Input for this task START

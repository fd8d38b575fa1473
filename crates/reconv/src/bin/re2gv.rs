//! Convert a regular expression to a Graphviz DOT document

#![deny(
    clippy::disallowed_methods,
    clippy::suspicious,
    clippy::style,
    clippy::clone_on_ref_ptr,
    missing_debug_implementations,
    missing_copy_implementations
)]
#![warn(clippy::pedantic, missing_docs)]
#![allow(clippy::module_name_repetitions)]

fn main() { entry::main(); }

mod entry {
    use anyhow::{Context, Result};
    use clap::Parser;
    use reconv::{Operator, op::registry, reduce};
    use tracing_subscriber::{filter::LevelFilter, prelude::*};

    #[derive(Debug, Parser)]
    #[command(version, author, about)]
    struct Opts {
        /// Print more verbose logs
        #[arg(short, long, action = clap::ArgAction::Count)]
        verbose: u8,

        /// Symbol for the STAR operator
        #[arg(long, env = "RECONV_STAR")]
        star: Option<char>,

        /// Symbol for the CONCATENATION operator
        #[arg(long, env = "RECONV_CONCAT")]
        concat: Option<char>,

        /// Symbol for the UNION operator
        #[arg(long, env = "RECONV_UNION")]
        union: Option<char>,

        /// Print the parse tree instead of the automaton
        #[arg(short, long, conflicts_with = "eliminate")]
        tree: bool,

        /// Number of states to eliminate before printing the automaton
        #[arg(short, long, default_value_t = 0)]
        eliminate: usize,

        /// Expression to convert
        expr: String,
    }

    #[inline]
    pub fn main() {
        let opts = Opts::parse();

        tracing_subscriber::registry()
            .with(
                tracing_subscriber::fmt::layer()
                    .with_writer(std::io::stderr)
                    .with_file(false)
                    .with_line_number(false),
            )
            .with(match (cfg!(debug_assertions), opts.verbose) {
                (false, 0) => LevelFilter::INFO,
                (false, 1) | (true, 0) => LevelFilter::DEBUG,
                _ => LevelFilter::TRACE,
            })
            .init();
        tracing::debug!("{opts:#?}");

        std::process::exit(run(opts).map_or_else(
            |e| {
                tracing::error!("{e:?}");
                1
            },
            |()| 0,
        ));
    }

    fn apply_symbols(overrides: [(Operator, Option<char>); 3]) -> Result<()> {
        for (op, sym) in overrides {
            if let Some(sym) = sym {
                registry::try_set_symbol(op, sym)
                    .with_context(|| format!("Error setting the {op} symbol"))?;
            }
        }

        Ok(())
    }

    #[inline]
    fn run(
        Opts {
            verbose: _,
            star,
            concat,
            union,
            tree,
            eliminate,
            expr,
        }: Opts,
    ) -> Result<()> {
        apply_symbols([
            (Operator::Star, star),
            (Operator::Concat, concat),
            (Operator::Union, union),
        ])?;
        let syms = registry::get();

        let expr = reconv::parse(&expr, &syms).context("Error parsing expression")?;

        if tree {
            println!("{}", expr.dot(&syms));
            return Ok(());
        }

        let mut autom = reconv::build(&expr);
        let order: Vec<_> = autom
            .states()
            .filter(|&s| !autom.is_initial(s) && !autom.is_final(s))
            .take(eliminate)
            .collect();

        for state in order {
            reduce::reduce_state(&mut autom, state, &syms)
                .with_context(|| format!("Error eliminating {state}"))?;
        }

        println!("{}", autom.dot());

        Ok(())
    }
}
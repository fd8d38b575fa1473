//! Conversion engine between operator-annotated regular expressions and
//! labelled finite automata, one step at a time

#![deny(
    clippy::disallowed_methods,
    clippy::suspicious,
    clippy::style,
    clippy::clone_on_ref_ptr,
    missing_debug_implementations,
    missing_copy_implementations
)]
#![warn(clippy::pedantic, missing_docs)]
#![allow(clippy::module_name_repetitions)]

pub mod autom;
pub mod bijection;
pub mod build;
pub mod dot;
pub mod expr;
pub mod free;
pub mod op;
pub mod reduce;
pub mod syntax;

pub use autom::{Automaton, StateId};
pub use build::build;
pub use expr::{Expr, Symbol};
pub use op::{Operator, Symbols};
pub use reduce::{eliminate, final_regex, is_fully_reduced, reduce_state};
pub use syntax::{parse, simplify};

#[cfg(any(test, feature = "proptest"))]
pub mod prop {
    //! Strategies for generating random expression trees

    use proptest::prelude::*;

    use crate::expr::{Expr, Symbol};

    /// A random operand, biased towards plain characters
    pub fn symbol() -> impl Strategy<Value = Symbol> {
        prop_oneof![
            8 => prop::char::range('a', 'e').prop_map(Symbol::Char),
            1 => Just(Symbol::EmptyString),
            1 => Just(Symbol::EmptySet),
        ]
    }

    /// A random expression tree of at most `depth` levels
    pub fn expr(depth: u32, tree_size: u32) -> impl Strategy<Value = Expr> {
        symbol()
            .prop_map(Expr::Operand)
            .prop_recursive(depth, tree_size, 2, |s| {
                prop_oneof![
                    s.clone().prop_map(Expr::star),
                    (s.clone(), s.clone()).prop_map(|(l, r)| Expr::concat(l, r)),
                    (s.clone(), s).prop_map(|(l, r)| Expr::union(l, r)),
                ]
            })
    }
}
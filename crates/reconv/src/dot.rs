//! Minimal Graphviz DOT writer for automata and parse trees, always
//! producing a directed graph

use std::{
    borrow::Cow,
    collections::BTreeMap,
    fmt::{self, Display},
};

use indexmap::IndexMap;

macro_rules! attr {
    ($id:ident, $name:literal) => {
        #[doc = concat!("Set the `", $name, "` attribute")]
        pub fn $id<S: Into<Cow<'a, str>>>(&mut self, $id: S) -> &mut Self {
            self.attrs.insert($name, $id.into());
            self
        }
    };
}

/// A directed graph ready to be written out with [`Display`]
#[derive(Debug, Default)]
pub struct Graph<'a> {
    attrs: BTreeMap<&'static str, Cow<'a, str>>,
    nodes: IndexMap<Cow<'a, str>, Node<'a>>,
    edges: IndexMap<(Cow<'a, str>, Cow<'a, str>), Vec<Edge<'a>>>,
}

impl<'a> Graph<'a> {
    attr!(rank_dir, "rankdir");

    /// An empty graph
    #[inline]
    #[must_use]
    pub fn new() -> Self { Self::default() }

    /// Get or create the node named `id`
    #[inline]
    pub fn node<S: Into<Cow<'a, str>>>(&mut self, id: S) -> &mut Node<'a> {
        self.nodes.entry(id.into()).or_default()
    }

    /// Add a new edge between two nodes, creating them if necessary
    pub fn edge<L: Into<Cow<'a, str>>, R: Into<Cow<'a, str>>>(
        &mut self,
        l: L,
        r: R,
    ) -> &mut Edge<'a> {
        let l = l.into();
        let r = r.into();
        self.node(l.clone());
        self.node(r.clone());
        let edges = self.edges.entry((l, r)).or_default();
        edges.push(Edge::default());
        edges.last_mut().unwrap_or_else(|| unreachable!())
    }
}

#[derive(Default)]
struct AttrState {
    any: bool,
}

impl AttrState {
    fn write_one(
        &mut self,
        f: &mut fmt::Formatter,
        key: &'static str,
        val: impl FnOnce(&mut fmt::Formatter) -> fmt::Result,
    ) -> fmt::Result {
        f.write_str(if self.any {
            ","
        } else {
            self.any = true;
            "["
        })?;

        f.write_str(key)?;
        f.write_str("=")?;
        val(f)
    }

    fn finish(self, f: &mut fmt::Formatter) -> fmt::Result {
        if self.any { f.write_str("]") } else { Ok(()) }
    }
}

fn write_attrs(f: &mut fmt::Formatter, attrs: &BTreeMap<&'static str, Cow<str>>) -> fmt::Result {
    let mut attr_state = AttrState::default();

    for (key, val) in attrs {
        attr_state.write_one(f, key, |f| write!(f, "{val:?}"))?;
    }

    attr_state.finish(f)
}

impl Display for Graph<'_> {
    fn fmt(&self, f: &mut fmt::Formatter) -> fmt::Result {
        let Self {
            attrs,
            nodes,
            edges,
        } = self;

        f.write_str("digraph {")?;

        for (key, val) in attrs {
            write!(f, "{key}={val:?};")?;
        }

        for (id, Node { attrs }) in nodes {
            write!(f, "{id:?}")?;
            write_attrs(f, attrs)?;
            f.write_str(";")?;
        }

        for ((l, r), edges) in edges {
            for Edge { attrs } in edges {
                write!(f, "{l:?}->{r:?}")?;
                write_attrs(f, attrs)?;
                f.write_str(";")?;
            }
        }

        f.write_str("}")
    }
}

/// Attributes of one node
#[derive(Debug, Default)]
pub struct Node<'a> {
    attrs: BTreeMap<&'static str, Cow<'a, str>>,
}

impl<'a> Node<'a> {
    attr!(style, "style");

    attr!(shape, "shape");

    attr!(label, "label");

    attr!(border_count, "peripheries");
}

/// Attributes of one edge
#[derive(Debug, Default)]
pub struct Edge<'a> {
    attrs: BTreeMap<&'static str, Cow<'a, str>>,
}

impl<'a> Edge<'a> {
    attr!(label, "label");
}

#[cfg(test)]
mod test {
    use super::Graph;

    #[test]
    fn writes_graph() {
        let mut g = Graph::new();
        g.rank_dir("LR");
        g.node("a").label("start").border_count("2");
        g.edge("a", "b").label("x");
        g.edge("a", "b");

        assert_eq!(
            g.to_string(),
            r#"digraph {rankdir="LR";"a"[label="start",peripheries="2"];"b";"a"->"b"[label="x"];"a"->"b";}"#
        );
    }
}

Input for this task END

What to do
Each line of the listing above that contains the word "IndexMap" is to be copied.

Response
use indexmap::IndexMap;
    nodes: IndexMap<Cow<'a, str>, Node<'a>>,
    edges: IndexMap<(Cow<'a, str>, Cow<'a, str>), Vec<Edge<'a>>>,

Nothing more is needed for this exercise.